Jean 3.36 Celui qui croit au Fils a la vie éternelle, mais celui qui ne croit pas au Fils ne verra pas la vie, mais la colère de Dieu demeure sur lui. »– Le Précurseur termine son témoignage en tirant la conséquence pratique de tout ce qu’il vient de dire.

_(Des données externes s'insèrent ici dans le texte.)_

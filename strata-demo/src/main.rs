mod scenarios;

fn main() -> anyhow::Result<()> {
    env_logger::Builder::from_default_env()
        .filter_level(log::LevelFilter::Debug)
        .init();

    // Scenario names can be passed to run a subset: `strata-demo music loops`
    let selected: Vec<String> = std::env::args().skip(1).collect();
    scenarios::run(&selected)
}
use super::{AudioPack, PackBase};

/// Clips played as fire-and-forget one-shots.
#[derive(Debug, Clone)]
pub struct EffectPack {
    base: PackBase,
}

impl EffectPack {
    pub fn new(base: PackBase) -> Self {
        Self { base }
    }
}

impl AudioPack for EffectPack {
    fn base(&self) -> &PackBase {
        &self.base
    }
}
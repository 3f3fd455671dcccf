use crate::backend::{AttachmentBackend, RenderBackend};
use crate::channel::{Channel, ChannelCategory, ChannelLease, ChannelPool};
use crate::config::Placement;
use crate::error::Result;
use crate::events::StrataEvent;
use crate::fade::{Fade, FadeOutcome, FadeScheduler};
use crate::pack::PitchRandomization;
use crossbeam_channel::Sender;
use rand::rngs::StdRng;

/// Everything a subsystem needs to drive channels, borrowed out of the
/// orchestrator for the duration of one call.
pub(crate) struct PlaybackContext<'a> {
    pub render: &'a mut dyn RenderBackend,
    pub attachment: &'a mut dyn AttachmentBackend,
    pub pool: &'a mut ChannelPool,
    pub fades: &'a mut FadeScheduler,
    pub rng: &'a mut StdRng,
    /// Outcomes of fades that completed synchronously, routed after the call
    pub pending: &'a mut Vec<FadeOutcome>,
    pub events: &'a Sender<StrataEvent>,
}

impl PlaybackContext<'_> {
    pub fn emit(&self, event: StrataEvent) {
        // The orchestrator owns the receiver, so this cannot disconnect while we run
        let _ = self.events.send(event);
    }

    /// Current audio clock time.
    pub fn now(&self) -> f64 {
        self.render.dsp_time()
    }

    /// Acquires an idle channel and clears any fade a previous owner left on it.
    pub fn acquire(&mut self, category: ChannelCategory) -> Result<ChannelLease> {
        let lease = self.pool.acquire(category, self.render)?;
        self.fades.cancel_channel(lease.id);
        Ok(lease)
    }

    /// Cancels the lease's fade, stops the channel and returns it to idle.
    pub fn release(&mut self, lease: ChannelLease) -> bool {
        self.fades.cancel(lease);
        let Some(category) = self.pool.get(lease).map(Channel::category) else {
            return false;
        };
        if self.pool.release(lease, self.render) {
            self.emit(StrataEvent::ChannelReleased {
                category,
                channel: lease.id,
            });
            true
        } else {
            false
        }
    }

    /// Starts a fade, queueing its outcome if it completed immediately.
    pub fn start_fade(&mut self, fade: Fade) {
        if let Some(outcome) = self.fades.start(fade, self.pool, self.render) {
            self.pending.push(outcome);
        }
    }

    pub fn volume(&self, lease: ChannelLease) -> Option<f32> {
        self.pool.get(lease).map(Channel::volume)
    }

    pub fn set_volume(&mut self, lease: ChannelLease, volume: f32) -> Result<()> {
        let channel = self.pool.checked_mut(lease)?;
        channel.set_volume(self.render, volume);
        Ok(())
    }

    pub fn sample_pitch(&mut self, pitch: &PitchRandomization) -> f32 {
        pitch.sample(self.rng)
    }

    /// Resets the channel's attachment and applies `placement`.
    pub fn place(&mut self, lease: ChannelLease, placement: Placement) -> Result<()> {
        let channel = self.pool.checked_mut(lease)?;
        let voice = channel.voice();
        self.attachment.detach(voice);
        match placement {
            Placement::None => {}
            Placement::WorldPosition(position) => {
                self.attachment.set_world_position(voice, position);
            }
            Placement::AttachedTo { node, offset } => {
                self.attachment.set_parent(voice, node);
                self.attachment.set_local_position(voice, offset);
            }
        }
        channel.set_placement(placement);
        Ok(())
    }
}
use crate::backend::{AttachmentBackend, RenderBackend, VoiceId};
use crate::channel::{ChannelCategory, ChannelLease, ChannelPool};
use crate::config::{NodeRef, Placement, StrataDesc};
use crate::context::PlaybackContext;
use crate::effects::EffectPlayer;
use crate::error::{Result, StrataError};
use crate::events::StrataEvent;
use crate::fade::{FadeOutcome, FadeScheduler};
use crate::loops::{LoopHandle, LoopId, LoopManager, LoopRequest, LoopState};
use crate::math::Vec3;
use crate::music::{MusicController, MusicRequest, MusicState};
use crate::pack::{EffectPack, LoopPack, MusicPack};
use crate::registry::DispatchRegistry;
use crossbeam_channel::{Receiver, Sender};
use rand::SeedableRng;
use rand::rngs::StdRng;
use std::cell::RefCell;
use std::fmt;
use std::rc::{Rc, Weak};
use std::sync::Arc;
use std::time::Duration;
use uuid::Uuid;

/// Zero-length fades can chain (a cross-fade's second half); this bounds the chain.
const MAX_SETTLE_ROUNDS: usize = 16;

pub(crate) struct Subsystems<'a> {
    pub music: &'a mut MusicController,
    pub effects: &'a EffectPlayer,
    pub loops: &'a mut LoopManager,
}

pub(crate) struct Core {
    id: Uuid,
    desc: StrataDesc,
    render: Box<dyn RenderBackend>,
    attachment: Box<dyn AttachmentBackend>,
    pool: ChannelPool,
    fades: FadeScheduler,
    music: MusicController,
    effects: EffectPlayer,
    loops: LoopManager,
    rng: StdRng,
    pending: Vec<FadeOutcome>,
    event_sender: Sender<StrataEvent>,
    event_receiver: Receiver<StrataEvent>,
}

impl Core {
    fn split(&mut self) -> (Subsystems<'_>, PlaybackContext<'_>) {
        let Core {
            render,
            attachment,
            pool,
            fades,
            music,
            effects,
            loops,
            rng,
            pending,
            event_sender,
            ..
        } = self;
        (
            Subsystems {
                music,
                effects,
                loops,
            },
            PlaybackContext {
                render: &mut **render,
                attachment: &mut **attachment,
                pool,
                fades,
                rng,
                pending,
                events: event_sender,
            },
        )
    }

    /// Runs `f` against the subsystems, then routes any fade outcomes it produced.
    pub(crate) fn run<R>(
        &mut self,
        f: impl FnOnce(&mut Subsystems<'_>, &mut PlaybackContext<'_>) -> R,
    ) -> R {
        let result = {
            let (mut subsystems, mut ctx) = self.split();
            f(&mut subsystems, &mut ctx)
        };
        self.settle();
        result
    }

    fn settle(&mut self) {
        for _ in 0..MAX_SETTLE_ROUNDS {
            if self.pending.is_empty() {
                return;
            }
            let outcomes = std::mem::take(&mut self.pending);
            let (subsystems, mut ctx) = self.split();
            for outcome in &outcomes {
                if let FadeOutcome::Released(lease) = outcome {
                    if let Some(channel) = ctx.pool.channel(lease.id) {
                        ctx.emit(StrataEvent::ChannelReleased {
                            category: channel.category(),
                            channel: lease.id,
                        });
                    }
                }
                subsystems.music.on_fade_outcome(&mut ctx, outcome);
                subsystems.loops.on_fade_outcome(&mut ctx, outcome);
            }
        }
        if !self.pending.is_empty() {
            log::warn!(
                "{} fade outcomes still pending after {} rounds",
                self.pending.len(),
                MAX_SETTLE_ROUNDS
            );
        }
    }

    fn tick(&mut self, dt: Duration) {
        self.render.begin_frame(dt);
        self.run(|_, ctx| {
            let finished = ctx.fades.tick(dt, ctx.pool, ctx.render);
            ctx.pending.extend(finished);
        });
        self.run(|subsystems, ctx| subsystems.music.tick(ctx));
        self.run(|subsystems, ctx| subsystems.loops.tick(ctx, dt));
    }

    pub(crate) fn loop_is_active(&self, id: LoopId) -> bool {
        self.loops.is_active(&self.pool, &*self.render, id)
    }

    pub(crate) fn loop_state(&self, id: LoopId) -> LoopState {
        self.loops.state(id)
    }

    pub(crate) fn loop_current_volume(&self, id: LoopId) -> f32 {
        self.loops.current_volume(&self.pool, id)
    }

    pub(crate) fn loop_target_volume(&self, id: LoopId) -> f32 {
        self.loops.target_volume(id)
    }

    pub(crate) fn loop_clip_index(&self, id: LoopId) -> Option<usize> {
        self.loops.clip_index(id)
    }
}

impl Drop for Core {
    fn drop(&mut self) {
        log::debug!(
            "Strata {} shutting down, destroying {} channels",
            self.id,
            self.pool.len()
        );
        self.pool.teardown(&mut *self.render);
    }
}

/// The layered audio orchestrator.
///
/// `Strata` owns the channel pool, the fade scheduler, the music controller,
/// the effect player and the loop manager, plus the two backend collaborators.
/// It is single-threaded: clones share one core, and nothing here is `Send`.
/// Drive it by calling [`tick`](Self::tick) once per frame with the real,
/// unscaled frame time.
///
/// Methods that start playback come in two flavours: `try_*` returns the
/// [`StrataError`], the plain form logs it and does nothing.
#[derive(Clone)]
pub struct Strata {
    id: Uuid,
    core: Rc<RefCell<Core>>,
}

impl fmt::Debug for Strata {
    fn fmt(&self, f: &mut fmt::Formatter<'_>) -> fmt::Result {
        f.debug_struct("Strata").field("id", &self.id).finish()
    }
}
use super::{AudioPack, PackBase};
use std::time::Duration;

/// Continuous ambience layers controlled through a
/// [`LoopHandle`](crate::loops::LoopHandle).
#[derive(Debug, Clone)]
pub struct LoopPack {
    base: PackBase,
    fade_in: Duration,
    fade_out: Duration,
    crossfade: Duration,
}

impl LoopPack {
    pub fn new(base: PackBase) -> Self {
        Self {
            base,
            fade_in: Duration::from_millis(500),
            fade_out: Duration::from_millis(500),
            crossfade: Duration::from_millis(200),
        }
    }

    pub fn with_fade_in(mut self, fade_in: Duration) -> Self {
        self.fade_in = fade_in;
        self
    }

    pub fn with_fade_out(mut self, fade_out: Duration) -> Self {
        self.fade_out = fade_out;
        self
    }

    pub fn with_crossfade(mut self, crossfade: Duration) -> Self {
        self.crossfade = crossfade;
        self
    }

    pub fn default_fade_in(&self) -> Duration {
        self.fade_in
    }

    pub fn default_fade_out(&self) -> Duration {
        self.fade_out
    }

    pub fn crossfade(&self) -> Duration {
        self.crossfade
    }
}

impl AudioPack for LoopPack {
    fn base(&self) -> &PackBase {
        &self.base
    }
}
use super::{AttachmentBackend, RenderBackend, VoiceId};
use crate::channel::ChannelCategory;
use crate::config::{NodeRef, SpatialParams};
use crate::math::Vec3;
use crate::pack::{AudioClip, OutputGroup};
use std::cell::RefCell;
use std::rc::Rc;
use std::time::Duration;

/// Snapshot of one simulated voice.
#[derive(Debug, Clone, PartialEq)]
pub struct MemoryVoice {
    pub id: VoiceId,
    pub category: ChannelCategory,
    pub clip: Option<AudioClip>,
    /// Playback position in seconds
    pub position: f64,
    pub playing: bool,
    pub paused: bool,
    pub looping: bool,
    pub output_group: Option<OutputGroup>,
    pub volume: f32,
    pub pitch: f32,
    pub spatial: SpatialParams,
    pub parent: Option<NodeRef>,
    pub local_position: Vec3,
    pub world_position: Vec3,
    /// How many times `play` started this voice
    pub play_count: u32,
}

impl MemoryVoice {
    fn new(id: VoiceId, category: ChannelCategory) -> Self {
        Self {
            id,
            category,
            clip: None,
            position: 0.0,
            playing: false,
            paused: false,
            looping: false,
            output_group: None,
            volume: 1.0,
            pitch: 1.0,
            spatial: SpatialParams::default(),
            parent: None,
            local_position: Vec3::ZERO,
            world_position: Vec3::ZERO,
            play_count: 0,
        }
    }

    fn advance(&mut self, dt: f64) {
        if !self.playing || self.paused {
            return;
        }
        let Some(length) = self.clip.as_ref().map(|clip| clip.duration().as_secs_f64()) else {
            self.playing = false;
            return;
        };

        self.position += dt * f64::from(self.pitch.max(0.0));
        if self.position >= length {
            if self.looping && length > 0.0 {
                self.position %= length;
            } else {
                self.playing = false;
                self.position = 0.0;
            }
        }
    }
}

#[derive(Debug, Default)]
struct MemoryState {
    clock: f64,
    next_voice: u64,
    voices: Vec<MemoryVoice>,
    missing_templates: Vec<ChannelCategory>,
    destroyed: Vec<VoiceId>,
}

impl MemoryState {
    fn voice_mut(&mut self, id: VoiceId) -> Option<&mut MemoryVoice> {
        let voice = self.voices.iter_mut().find(|candidate| candidate.id == id);
        if voice.is_none() {
            log::warn!("Memory backend: unknown voice {}", id);
        }
        voice
    }
}

/// Deterministic headless renderer and scene graph.
///
/// Voices advance their playback position on every
/// [`begin_frame`](RenderBackend::begin_frame), clips end (or wrap when looping),
/// and the audio clock is simply the sum of all frame deltas. Clones share
/// state, so a test can hand one clone to [`Strata`](crate::Strata) and inspect
/// voices through the other.
#[derive(Debug, Clone, Default)]
pub struct MemoryBackend {
    state: Rc<RefCell<MemoryState>>,
}

impl MemoryBackend {
    pub fn new() -> Self {
        Self::default()
    }

    /// Refuses to create voices for `category`, as if its template were unset.
    pub fn without_template(self, category: ChannelCategory) -> Self {
        self.set_template_available(category, false);
        self
    }

    pub fn set_template_available(&self, category: ChannelCategory, available: bool) {
        let mut state = self.state.borrow_mut();
        state.missing_templates.retain(|missing| *missing != category);
        if !available {
            state.missing_templates.push(category);
        }
    }

    /// Advances the clock and every playing voice by `dt`.
    pub fn advance(&self, dt: Duration) {
        let mut state = self.state.borrow_mut();
        let dt = dt.as_secs_f64();
        state.clock += dt;
        for voice in state.voices.iter_mut() {
            voice.advance(dt);
        }
    }

    pub fn clock(&self) -> f64 {
        self.state.borrow().clock
    }

    pub fn voice(&self, voice: VoiceId) -> Option<MemoryVoice> {
        self.state
            .borrow()
            .voices
            .iter()
            .find(|candidate| candidate.id == voice)
            .cloned()
    }

    pub fn voices(&self) -> Vec<MemoryVoice> {
        self.state.borrow().voices.clone()
    }

    pub fn voice_count(&self, category: ChannelCategory) -> usize {
        self.state
            .borrow()
            .voices
            .iter()
            .filter(|voice| voice.category == category)
            .count()
    }

    pub fn playing_count(&self, category: ChannelCategory) -> usize {
        self.state
            .borrow()
            .voices
            .iter()
            .filter(|voice| voice.category == category && voice.playing && !voice.paused)
            .count()
    }

    /// Voices released through [`RenderBackend::destroy_voice`]
    pub fn destroyed(&self) -> Vec<VoiceId> {
        self.state.borrow().destroyed.clone()
    }

    fn with_voice(&self, voice: VoiceId, f: impl FnOnce(&mut MemoryVoice)) {
        if let Some(voice) = self.state.borrow_mut().voice_mut(voice) {
            f(voice);
        }
    }
}

impl RenderBackend for MemoryBackend {
    fn create_voice(&mut self, category: ChannelCategory) -> Option<VoiceId> {
        let mut state = self.state.borrow_mut();
        if state.missing_templates.contains(&category) {
            return None;
        }
        state.next_voice += 1;
        let id = VoiceId(state.next_voice);
        state.voices.push(MemoryVoice::new(id, category));
        Some(id)
    }

    fn destroy_voice(&mut self, voice: VoiceId) {
        let mut state = self.state.borrow_mut();
        state.voices.retain(|candidate| candidate.id != voice);
        state.destroyed.push(voice);
    }

    fn set_clip(&mut self, voice: VoiceId, clip: Option<&AudioClip>) {
        self.with_voice(voice, |voice| {
            voice.clip = clip.cloned();
            voice.position = 0.0;
        });
    }

    fn play(&mut self, voice: VoiceId) {
        self.with_voice(voice, |voice| {
            if voice.clip.is_none() {
                return;
            }
            voice.playing = true;
            voice.paused = false;
            voice.play_count += 1;
        });
    }

    fn stop(&mut self, voice: VoiceId) {
        self.with_voice(voice, |voice| {
            voice.playing = false;
            voice.paused = false;
            voice.position = 0.0;
        });
    }

    fn pause(&mut self, voice: VoiceId) {
        self.with_voice(voice, |voice| {
            if voice.playing {
                voice.paused = true;
            }
        });
    }

    fn resume(&mut self, voice: VoiceId) {
        self.with_voice(voice, |voice| voice.paused = false);
    }

    fn set_volume(&mut self, voice: VoiceId, volume: f32) {
        self.with_voice(voice, |voice| voice.volume = volume);
    }

    fn set_pitch(&mut self, voice: VoiceId, pitch: f32) {
        self.with_voice(voice, |voice| voice.pitch = pitch);
    }

    fn set_spatial(&mut self, voice: VoiceId, params: &SpatialParams) {
        self.with_voice(voice, |voice| voice.spatial = *params);
    }

    fn set_time(&mut self, voice: VoiceId, position: Duration) {
        self.with_voice(voice, |voice| voice.position = position.as_secs_f64());
    }

    fn set_looping(&mut self, voice: VoiceId, looping: bool) {
        self.with_voice(voice, |voice| voice.looping = looping);
    }

    fn set_output_group(&mut self, voice: VoiceId, group: Option<&OutputGroup>) {
        let group = group.cloned();
        self.with_voice(voice, |voice| voice.output_group = group);
    }

    fn is_playing(&self, voice: VoiceId) -> bool {
        self.state
            .borrow()
            .voices
            .iter()
            .any(|candidate| candidate.id == voice && candidate.playing && !candidate.paused)
    }

    fn dsp_time(&self) -> f64 {
        self.clock()
    }

    fn begin_frame(&mut self, dt: Duration) {
        self.advance(dt);
    }
}

impl AttachmentBackend for MemoryBackend {
    fn set_parent(&mut self, voice: VoiceId, node: NodeRef) {
        self.with_voice(voice, |voice| voice.parent = Some(node));
    }

    fn set_local_position(&mut self, voice: VoiceId, position: Vec3) {
        self.with_voice(voice, |voice| voice.local_position = position);
    }

    fn set_world_position(&mut self, voice: VoiceId, position: Vec3) {
        self.with_voice(voice, |voice| voice.world_position = position);
    }

    fn detach(&mut self, voice: VoiceId) {
        self.with_voice(voice, |voice| {
            voice.parent = None;
            voice.local_position = Vec3::ZERO;
            voice.world_position = Vec3::ZERO;
        });
    }
}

Si Jésus est tant aimé de Dieu et muni d’une telle puissance, heureux quiconque adhère à lui par la foi, malheur à ceux qui refusent de croire. – Celui qui croit : dans le texte grec la construction indique une foi durable, permanente. – Au Fils, avec l’article : le Fils par antonomase (de même plus bas, et au verset 35). – Tout homme qui remplit cette condition a la vie éternelle.Notez le temps présent (cf. verset 18) ; il a déjà, il a par anticipation ; sa foi lui garantit le ciel. – Celui qui…Douloureux contraste, sur lequel S. Jean‑Baptiste appuie davantage, dans l’intention évidente de ramener à de meilleurs sentiments ceux de ses disciples qu’il voyait incrédules à l’égard de N.-S. Jésus‑Christ. – Ne croit pas.Dans le grec, littéralement : celui qui désobéit. Ce mot, qu’on retrouve Romains 2, 8 ; 11, 30, 31 ; 1 Pierre 4, 17, etc., montre fort bien que tout incrédule est un réfractaire. Ne verra pas la vie.Hébraïsme (cf. Luc. 2, 26), significatif en cet endroit. Non seulement il ne possédera pas la vie bienheureuse de l’éternité ; mais il ne lui sera pas même permis de la voir. – Mais la colère de Dieu demeure sur lui. Le présent est aussi terrible qu’il était doux plus haut : la phrase entière, majestueuse comme la sentence d’un juge suprême, équivaut à l’épithète « éternelle » de l’hémistiche précédent. On comprend, du reste, que Dieu écrase éternellement du poids de sa colère ceux qui ne veulent pas croire en son Fils bien‑aimé, cf. Ps. 2, 12-13. Comparez, à propos de cet anthropomorphisme, Matth. 3, 7 ; Luc. 3, 7 ; 21, 23 ; Romains 2, 5 ; Éphésiens 5, 6 ; Colossiens 3, 6 ; 1 Thessaloniciens 1, 10 ; 2, 16 ; Apocalypse 11, 18 ; 14, 10 ; etc., indépendamment des nombreux textes de l’Ancien Testament qui parlent de Dieu irrité. – Après cette effrayante menace, le Précurseur disparaît tout à coup de la scène du quatrième évangile. Il finit ainsi son ministère comme il l’avait commencé, en relevant le caractère judiciaire du Messie, cf. Matth. 3, 12.